── RECORDS FOR PROCESSING

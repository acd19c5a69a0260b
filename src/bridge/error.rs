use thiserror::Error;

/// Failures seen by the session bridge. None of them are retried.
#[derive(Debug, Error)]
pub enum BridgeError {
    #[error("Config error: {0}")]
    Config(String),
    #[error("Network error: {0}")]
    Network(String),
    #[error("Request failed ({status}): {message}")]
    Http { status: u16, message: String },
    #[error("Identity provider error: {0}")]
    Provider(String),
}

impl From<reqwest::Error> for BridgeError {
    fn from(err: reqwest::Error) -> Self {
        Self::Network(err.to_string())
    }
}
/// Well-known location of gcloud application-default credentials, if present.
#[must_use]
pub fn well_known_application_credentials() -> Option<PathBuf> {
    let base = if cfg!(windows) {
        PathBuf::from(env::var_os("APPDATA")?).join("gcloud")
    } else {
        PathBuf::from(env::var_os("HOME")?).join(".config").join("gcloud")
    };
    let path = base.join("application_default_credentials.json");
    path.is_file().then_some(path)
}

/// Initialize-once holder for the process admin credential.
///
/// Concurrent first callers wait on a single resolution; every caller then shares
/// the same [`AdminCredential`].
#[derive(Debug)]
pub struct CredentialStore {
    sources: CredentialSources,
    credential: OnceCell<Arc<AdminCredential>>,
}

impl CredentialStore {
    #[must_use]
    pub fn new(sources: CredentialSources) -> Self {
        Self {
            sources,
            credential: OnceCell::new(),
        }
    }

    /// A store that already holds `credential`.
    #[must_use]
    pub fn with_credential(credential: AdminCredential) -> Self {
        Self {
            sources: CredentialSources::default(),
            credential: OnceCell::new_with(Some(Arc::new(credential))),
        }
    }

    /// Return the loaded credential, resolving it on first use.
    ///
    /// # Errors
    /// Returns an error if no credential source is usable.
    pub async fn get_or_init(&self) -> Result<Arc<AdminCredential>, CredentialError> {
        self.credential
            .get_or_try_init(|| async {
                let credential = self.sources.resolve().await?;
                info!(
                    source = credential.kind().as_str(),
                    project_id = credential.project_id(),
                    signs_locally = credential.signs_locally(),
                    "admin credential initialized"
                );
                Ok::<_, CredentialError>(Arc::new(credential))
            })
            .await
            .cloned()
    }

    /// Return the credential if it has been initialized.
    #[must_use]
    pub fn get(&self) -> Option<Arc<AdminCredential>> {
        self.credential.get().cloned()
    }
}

────
── RECORDS FOR PROCESSING

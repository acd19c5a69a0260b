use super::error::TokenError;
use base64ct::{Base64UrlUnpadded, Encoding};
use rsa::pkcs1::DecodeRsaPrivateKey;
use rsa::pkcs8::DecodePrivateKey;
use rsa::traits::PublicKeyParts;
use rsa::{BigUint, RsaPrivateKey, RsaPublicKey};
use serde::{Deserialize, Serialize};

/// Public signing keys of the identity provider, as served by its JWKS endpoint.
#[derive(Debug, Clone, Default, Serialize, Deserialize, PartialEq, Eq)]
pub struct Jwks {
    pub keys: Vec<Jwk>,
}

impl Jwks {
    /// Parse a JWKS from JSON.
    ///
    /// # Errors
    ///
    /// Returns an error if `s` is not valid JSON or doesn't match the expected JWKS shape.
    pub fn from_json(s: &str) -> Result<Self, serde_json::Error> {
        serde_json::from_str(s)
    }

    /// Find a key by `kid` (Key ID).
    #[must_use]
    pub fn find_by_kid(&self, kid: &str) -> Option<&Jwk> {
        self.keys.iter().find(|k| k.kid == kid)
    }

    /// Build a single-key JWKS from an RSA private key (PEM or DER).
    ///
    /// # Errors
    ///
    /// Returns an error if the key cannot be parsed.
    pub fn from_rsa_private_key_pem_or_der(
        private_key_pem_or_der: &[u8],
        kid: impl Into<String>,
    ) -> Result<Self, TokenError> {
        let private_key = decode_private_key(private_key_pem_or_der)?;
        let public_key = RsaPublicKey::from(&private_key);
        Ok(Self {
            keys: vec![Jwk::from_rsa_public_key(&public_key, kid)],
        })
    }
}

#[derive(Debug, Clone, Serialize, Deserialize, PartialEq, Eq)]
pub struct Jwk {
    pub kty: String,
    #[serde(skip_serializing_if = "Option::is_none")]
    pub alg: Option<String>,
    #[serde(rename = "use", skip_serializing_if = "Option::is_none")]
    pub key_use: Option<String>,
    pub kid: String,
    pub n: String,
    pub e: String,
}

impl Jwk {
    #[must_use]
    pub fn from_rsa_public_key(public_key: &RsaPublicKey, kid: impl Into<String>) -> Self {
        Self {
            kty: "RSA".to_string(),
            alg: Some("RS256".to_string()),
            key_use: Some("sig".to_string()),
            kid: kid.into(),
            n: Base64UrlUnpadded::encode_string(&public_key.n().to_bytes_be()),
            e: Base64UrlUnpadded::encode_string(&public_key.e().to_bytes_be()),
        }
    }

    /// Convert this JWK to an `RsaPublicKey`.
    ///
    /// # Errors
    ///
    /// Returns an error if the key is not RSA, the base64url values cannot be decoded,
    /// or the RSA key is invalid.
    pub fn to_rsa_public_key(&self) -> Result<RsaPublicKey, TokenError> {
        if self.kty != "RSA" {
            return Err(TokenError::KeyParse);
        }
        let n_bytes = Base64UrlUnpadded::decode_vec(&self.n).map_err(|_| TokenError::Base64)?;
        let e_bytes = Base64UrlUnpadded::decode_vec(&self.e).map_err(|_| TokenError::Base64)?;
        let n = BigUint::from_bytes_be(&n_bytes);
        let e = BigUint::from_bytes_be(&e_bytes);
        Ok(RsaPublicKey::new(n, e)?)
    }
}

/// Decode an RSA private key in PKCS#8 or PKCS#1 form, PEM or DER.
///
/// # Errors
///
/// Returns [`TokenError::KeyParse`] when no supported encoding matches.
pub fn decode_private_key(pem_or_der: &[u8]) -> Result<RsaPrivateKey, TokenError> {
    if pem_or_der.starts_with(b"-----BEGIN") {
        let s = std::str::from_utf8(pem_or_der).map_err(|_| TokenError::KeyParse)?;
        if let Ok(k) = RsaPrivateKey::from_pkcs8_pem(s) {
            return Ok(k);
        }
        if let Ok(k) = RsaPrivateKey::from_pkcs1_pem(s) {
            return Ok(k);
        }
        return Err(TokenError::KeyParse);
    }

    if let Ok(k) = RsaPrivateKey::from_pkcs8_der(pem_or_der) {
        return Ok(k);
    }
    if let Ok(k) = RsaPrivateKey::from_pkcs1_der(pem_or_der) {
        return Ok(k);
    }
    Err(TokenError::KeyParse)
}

────
── RECORDS FOR PROCESSING

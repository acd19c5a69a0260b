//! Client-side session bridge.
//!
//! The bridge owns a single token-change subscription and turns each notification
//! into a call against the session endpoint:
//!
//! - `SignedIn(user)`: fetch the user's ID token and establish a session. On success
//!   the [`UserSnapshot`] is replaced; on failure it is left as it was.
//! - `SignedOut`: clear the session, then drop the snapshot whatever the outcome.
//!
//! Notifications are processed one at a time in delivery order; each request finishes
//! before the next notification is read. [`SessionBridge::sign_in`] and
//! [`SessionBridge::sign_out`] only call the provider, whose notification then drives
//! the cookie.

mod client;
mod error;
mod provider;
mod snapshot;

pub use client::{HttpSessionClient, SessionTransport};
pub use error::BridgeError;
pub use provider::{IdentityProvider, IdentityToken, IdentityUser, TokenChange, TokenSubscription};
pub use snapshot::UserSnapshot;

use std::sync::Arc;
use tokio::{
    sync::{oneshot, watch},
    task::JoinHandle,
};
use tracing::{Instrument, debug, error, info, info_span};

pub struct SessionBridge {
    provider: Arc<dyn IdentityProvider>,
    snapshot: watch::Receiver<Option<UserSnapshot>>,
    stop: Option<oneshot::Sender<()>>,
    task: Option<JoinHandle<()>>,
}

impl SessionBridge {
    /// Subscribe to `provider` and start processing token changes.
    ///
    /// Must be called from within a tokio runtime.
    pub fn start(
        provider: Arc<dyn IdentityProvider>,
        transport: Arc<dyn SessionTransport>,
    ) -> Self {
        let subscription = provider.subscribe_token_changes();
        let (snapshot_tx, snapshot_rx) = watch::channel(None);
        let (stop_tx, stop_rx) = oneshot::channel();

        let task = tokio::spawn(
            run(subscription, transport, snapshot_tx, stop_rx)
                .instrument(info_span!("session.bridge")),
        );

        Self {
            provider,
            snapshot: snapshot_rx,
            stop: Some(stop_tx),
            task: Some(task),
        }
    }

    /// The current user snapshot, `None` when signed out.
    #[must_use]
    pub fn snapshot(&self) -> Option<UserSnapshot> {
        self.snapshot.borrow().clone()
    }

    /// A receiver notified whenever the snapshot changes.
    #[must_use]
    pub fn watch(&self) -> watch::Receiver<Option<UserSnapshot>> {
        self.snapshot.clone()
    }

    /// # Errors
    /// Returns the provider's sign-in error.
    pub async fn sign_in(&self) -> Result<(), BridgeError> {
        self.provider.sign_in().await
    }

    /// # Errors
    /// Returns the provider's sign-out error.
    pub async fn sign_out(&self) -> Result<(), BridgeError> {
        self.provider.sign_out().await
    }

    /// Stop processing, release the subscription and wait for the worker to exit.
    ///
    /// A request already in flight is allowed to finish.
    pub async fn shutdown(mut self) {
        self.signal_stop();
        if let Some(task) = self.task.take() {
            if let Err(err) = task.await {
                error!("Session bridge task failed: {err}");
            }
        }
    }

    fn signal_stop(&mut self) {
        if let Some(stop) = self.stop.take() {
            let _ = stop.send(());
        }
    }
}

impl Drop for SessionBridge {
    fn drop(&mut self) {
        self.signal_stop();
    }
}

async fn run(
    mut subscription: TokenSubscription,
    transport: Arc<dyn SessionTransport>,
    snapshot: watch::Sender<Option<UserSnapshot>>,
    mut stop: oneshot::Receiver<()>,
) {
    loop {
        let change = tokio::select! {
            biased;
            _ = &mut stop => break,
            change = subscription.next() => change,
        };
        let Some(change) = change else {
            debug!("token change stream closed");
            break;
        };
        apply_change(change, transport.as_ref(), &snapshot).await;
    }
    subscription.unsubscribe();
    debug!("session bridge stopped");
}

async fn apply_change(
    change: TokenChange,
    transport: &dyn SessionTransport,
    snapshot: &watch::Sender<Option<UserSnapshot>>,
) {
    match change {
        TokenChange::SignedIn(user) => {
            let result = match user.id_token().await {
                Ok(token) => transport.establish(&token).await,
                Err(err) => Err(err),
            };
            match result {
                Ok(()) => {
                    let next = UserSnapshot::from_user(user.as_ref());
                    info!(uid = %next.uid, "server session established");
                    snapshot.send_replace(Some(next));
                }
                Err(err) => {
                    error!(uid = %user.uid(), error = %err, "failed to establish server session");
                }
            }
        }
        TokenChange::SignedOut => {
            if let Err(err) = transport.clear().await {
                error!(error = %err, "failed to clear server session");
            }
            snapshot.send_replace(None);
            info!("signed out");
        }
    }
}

────

WHAT THE EXERCISE ASKS -
Across the data above, how many lines include the word "oneshot"? Give only the count.

YOUR SOLUTION -
4